Judd A M, Koike K, MacLeod R M
Am J Physiol. 1985 Apr;248(4 Pt 1):E438-42. doi: 10.1152/ajpendo.1985.248.4.E438.
Arachidonate and its metabolites increase growth hormone release in vitro. A study was designed to determine whether arachidonate release from anterior pituitary cells is modified by growth hormone-releasing factor (GRF) or somatostatin (SRIF). Cultured pituitary cells were incubated with [3H]arachidonate to esterify the long-chain fatty acid into cellular lipids. The cells were extensively washed with medium containing no [3H]arachidonate and then incubated with GRF and/or SRIF for 30 min. The incubation medium was then extracted with ethyl acetate, and following thin-layer chromatographic separation, the radioactivity in the [3H]arachidonate band was measured. GRF in a concentration-dependent manner (1-30 nM) stimulated growth hormone and arachidonate release, whereas SRIF (100 nM) blocked the GRF-induced increase of growth hormone and arachidonate release. The effects of GRF on growth hormone and arachidonate were evident at time intervals as brief as 5 min. These findings support the hypothesis that arachidonate may play a role in the GRF-induced growth hormone release.

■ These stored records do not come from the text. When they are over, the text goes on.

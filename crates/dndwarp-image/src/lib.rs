#![deny(missing_docs)]
//! Image types and traits for generating and manipulating images

/// image representation for the warping pipeline.
pub mod image;

/// Error types for the image module.
pub mod error;

/// Image operations on whole pixel grids.
pub mod ops;

pub use crate::error::ImageError;
pub use crate::image::{Image, ImageDtype, ImageSize};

花生四烯酸及其代谢产物在体外可增加生长激素的释放。本研究旨在确定生长激素释放因子(GRF)或生长抑素(SRIF)是否会改变垂体前叶细胞中花生四烯酸的释放。将培养的垂体细胞与[3H]花生四烯酸一起孵育,以使长链脂肪酸酯化到细胞脂质中。用不含[3H]花生四烯酸的培养基对细胞进行充分洗涤,然后与GRF和/或SRIF一起孵育30分钟。然后用乙酸乙酯萃取孵育培养基,经薄层层析分离后,测量[3H]花生四烯酸条带中的放射性。GRF以浓度依赖性方式(1 - 30 nM)刺激生长激素和花生四烯酸的释放,而SRIF(100 nM)则阻断GRF诱导的生长激素和花生四烯酸释放的增加。GRF对生长激素和花生四烯酸的作用在短至5分钟的时间间隔内就很明显。这些发现支持了花生四烯酸可能在GRF诱导的生长激素释放中起作用的假说。